● **PROVIDED RECORDS**
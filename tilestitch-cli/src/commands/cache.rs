//! Cache inspection CLI commands.

use std::path::{Path, PathBuf};

use clap::Subcommand;
use tilestitch::cache::disk_cache_stats;

use super::common::{format_size, load_config};
use crate::error::CliError;

/// Cache action subcommands.
#[derive(Debug, Subcommand)]
pub enum CacheAction {
    /// Show disk cache statistics
    Stats {
        /// Cache directory (defaults to the configured one)
        #[arg(long)]
        cache_dir: Option<PathBuf>,
    },
    /// Print the cache directory
    Path,
}

/// Run a cache subcommand.
pub fn run(action: CacheAction, config_path: Option<&Path>) -> Result<(), CliError> {
    let config = load_config(config_path)?;

    match action {
        CacheAction::Stats { cache_dir } => {
            let cache_dir = cache_dir.unwrap_or(config.cache.directory);
            println!("Disk cache: {}", cache_dir.display());

            let stats = disk_cache_stats(&cache_dir).map_err(CliError::CacheStats)?;
            println!("  Files: {}", stats.files);
            println!("  Size:  {}", format_size(stats.bytes));
            Ok(())
        }
        CacheAction::Path => {
            println!("{}", config.cache.directory.display());
            Ok(())
        }
    }
}
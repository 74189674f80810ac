//! Zoom level selection
//!
//! Chooses the pyramid level at which a bounding box best fills a target
//! pixel size, and clamps that choice into the range a tile server supports.

use serde::Serialize;

use crate::coord::BoundingBox;
use crate::tile::TILE_SIZE;

/// Longitude span of the world in degrees.
const WORLD_LON_SPAN: f64 = 360.0;

/// Latitude span covered by Web Mercator tiles in degrees.
const WORLD_LAT_SPAN: f64 = 170.1022;

/// Default lowest zoom level requested from a tile server.
pub const DEFAULT_MIN_ZOOM: u8 = 0;

/// Default highest zoom level requested from a tile server.
pub const DEFAULT_MAX_ZOOM: u8 = 19;

/// Selects the coarsest zoom at which `bbox` covers the target pixel area
/// without undersampling.
///
/// The number of tiles needed to cover the whole world at the requested
/// resolution is computed per axis; the larger one is `n = 2^zoom`.
///
/// The result is not clamped. Very large boxes or tiny targets give negative
/// zooms, and a box with zero span on an axis saturates to `i32::MAX`.
pub fn zoom_for_bbox(bbox: &BoundingBox, target_width_px: u32, target_height_px: u32) -> i32 {
    // How many tiles fit in the target image
    let tiles_x = target_width_px as f64 / TILE_SIZE as f64;
    let tiles_y = target_height_px as f64 / TILE_SIZE as f64;

    // How many copies of the box fit in the world
    let extents_x = WORLD_LON_SPAN / bbox.width().abs();
    let extents_y = WORLD_LAT_SPAN / bbox.height().abs();

    let n = (tiles_x * extents_x).max(tiles_y * extents_y);

    n.log2().floor() as i32
}

/// Inclusive range of zoom levels a tile server provides.
#[derive(Debug, Clone, Copy, PartialEq, Eq, Serialize)]
pub struct ZoomRange {
    pub min: u8,
    pub max: u8,
}

impl ZoomRange {
    /// Creates a range, swapping the bounds if given in reverse.
    pub fn new(min: u8, max: u8) -> Self {
        Self {
            min: min.min(max),
            max: min.max(max),
        }
    }

    /// Clamps an unclamped zoom selection into this range.
    pub fn clamp(&self, zoom: i32) -> u8 {
        zoom.clamp(self.min as i32, self.max as i32) as u8
    }

    pub fn contains(&self, zoom: u8) -> bool {
        (self.min..=self.max).contains(&zoom)
    }
}

impl Default for ZoomRange {
    fn default() -> Self {
        Self::new(DEFAULT_MIN_ZOOM, DEFAULT_MAX_ZOOM)
    }
}
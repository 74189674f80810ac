//! In-memory tile store.
//!
//! Holds encoded tiles in a `HashMap` for the lifetime of the process. Useful
//! for tests and for one-shot runs that should not touch the disk.

use std::collections::HashMap;
use std::sync::Mutex;

use super::key::CacheKey;
use super::store::{CacheError, TileStore};

/// Unbounded in-memory store.
#[derive(Debug, Default)]
pub struct MemoryTileStore {
    entries: Mutex<HashMap<CacheKey, Vec<u8>>>,
}

impl MemoryTileStore {
    pub fn new() -> Self {
        Self::default()
    }

    /// Number of stored tiles.
    pub fn len(&self) -> usize {
        self.lock().len()
    }

    pub fn is_empty(&self) -> bool {
        self.len() == 0
    }

    /// Total size of all stored tiles in bytes.
    pub fn size_bytes(&self) -> u64 {
        self.lock().values().map(|v| v.len() as u64).sum()
    }

    fn lock(&self) -> std::sync::MutexGuard<'_, HashMap<CacheKey, Vec<u8>>> {
        // A poisoned map is still a valid map; entries are replaced whole
        self.entries.lock().unwrap_or_else(|e| e.into_inner())
    }
}

impl TileStore for MemoryTileStore {
    fn get(&self, key: &CacheKey) -> Result<Option<Vec<u8>>, CacheError> {
        Ok(self.lock().get(key).cloned())
    }

    fn put(&self, key: &CacheKey, data: &[u8]) -> Result<(), CacheError> {
        self.lock().insert(key.clone(), data.to_vec());
        Ok(())
    }

    fn contains(&self, key: &CacheKey) -> bool {
        self.lock().contains_key(key)
    }
}

#[cfg(test)]
mod tests {
    use super::*;
    use crate::coord::TileIndex;
    use crate::provider::TileServerTemplate;

    fn key(x: i64) -> CacheKey {
        let template = TileServerTemplate::new("http://t/{z}/{x}/{y}.png").unwrap();
        CacheKey::new(&template, &TileIndex::new(x, 0, 4))
    }

    #[test]
    fn test_put_then_get() {
        let store = MemoryTileStore::new();
        assert!(store.is_empty());

        store.put(&key(1), &[1, 2, 3]).unwrap();
        assert_eq!(store.get(&key(1)).unwrap(), Some(vec![1, 2, 3]));
        assert!(store.contains(&key(1)));
        assert_eq!(store.get(&key(2)).unwrap(), None);
    }

    #[test]
    fn test_put_replaces_value() {
        let store = MemoryTileStore::new();
        store.put(&key(1), &[1]).unwrap();
        store.put(&key(1), &[2, 2]).unwrap();

        assert_eq!(store.len(), 1);
        assert_eq!(store.size_bytes(), 2);
        assert_eq!(store.get(&key(1)).unwrap(), Some(vec![2, 2]));
    }
}
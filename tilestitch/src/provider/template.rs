//! Tile server URL templates.
//!
//! A template is a URL with `{x}`, `{y}` and `{z}` placeholders, for example
//! `https://tile.openstreetmap.org/{z}/{x}/{y}.png`. The template text itself
//! (not any URL rendered from it) identifies the tile source, and is what the
//! cache namespaces tiles by.

use std::fmt;
use std::sync::OnceLock;

use regex::Regex;

use super::types::ProviderError;
use crate::coord::TileIndex;

/// OpenStreetMap's standard tile layer.
pub const DEFAULT_TEMPLATE: &str = "https://tile.openstreetmap.org/{z}/{x}/{y}.png";

/// Placeholders every template must contain.
const REQUIRED_PLACEHOLDERS: [&str; 3] = ["x", "y", "z"];

fn placeholder_pattern() -> &'static Regex {
    static PATTERN: OnceLock<Regex> = OnceLock::new();
    // {name} where name is a plain identifier
    PATTERN.get_or_init(|| Regex::new(r"\{([A-Za-z_][A-Za-z0-9_]*)\}").unwrap())
}

/// A validated tile server URL template.
#[derive(Debug, Clone, PartialEq, Eq, Hash)]
pub struct TileServerTemplate {
    raw: String,
}

impl TileServerTemplate {
    /// Parses and validates a template.
    ///
    /// # Errors
    ///
    /// Returns `ProviderError::InvalidTemplate` if one of `{x}`, `{y}`, `{z}`
    /// is missing or if the template uses any other placeholder.
    pub fn new(raw: impl Into<String>) -> Result<Self, ProviderError> {
        let raw = raw.into();

        let mut seen = Vec::new();
        for caps in placeholder_pattern().captures_iter(&raw) {
            let name = &caps[1];
            if !REQUIRED_PLACEHOLDERS.contains(&name) {
                return Err(ProviderError::InvalidTemplate(format!(
                    "unknown placeholder {{{}}} in '{}'",
                    name, raw
                )));
            }
            seen.push(name.to_string());
        }

        for name in REQUIRED_PLACEHOLDERS {
            if !seen.iter().any(|s| s == name) {
                return Err(ProviderError::InvalidTemplate(format!(
                    "missing {{{}}} in '{}'",
                    name, raw
                )));
            }
        }

        Ok(Self { raw })
    }

    /// The template text exactly as given.
    pub fn as_str(&self) -> &str {
        &self.raw
    }

    /// Renders the request URL for one tile.
    pub fn url_for(&self, tile: &TileIndex) -> String {
        placeholder_pattern()
            .replace_all(&self.raw, |caps: &regex::Captures| match &caps[1] {
                "x" => tile.x.to_string(),
                "y" => tile.y.to_string(),
                _ => tile.zoom.to_string(),
            })
            .into_owned()
    }
}

impl Default for TileServerTemplate {
    fn default() -> Self {
        Self {
            raw: DEFAULT_TEMPLATE.to_string(),
        }
    }
}

impl fmt::Display for TileServerTemplate {
    fn fmt(&self, f: &mut fmt::Formatter<'_>) -> fmt::Result {
        f.write_str(&self.raw)
    }
}

impl std::str::FromStr for TileServerTemplate {
    type Err = ProviderError;

    fn from_str(s: &str) -> Result<Self, Self::Err> {
        Self::new(s)
    }
}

● **YOUR ASSIGNMENT**
Each line in the data that holds the string "derive" should be found and copied.

● **REPLY**
#[derive(Debug, Subcommand)]
#[derive(Debug, Clone, Copy, PartialEq, Eq, Serialize)]
#[derive(Debug, Default)]
#[derive(Debug, Clone, PartialEq, Eq, Hash)]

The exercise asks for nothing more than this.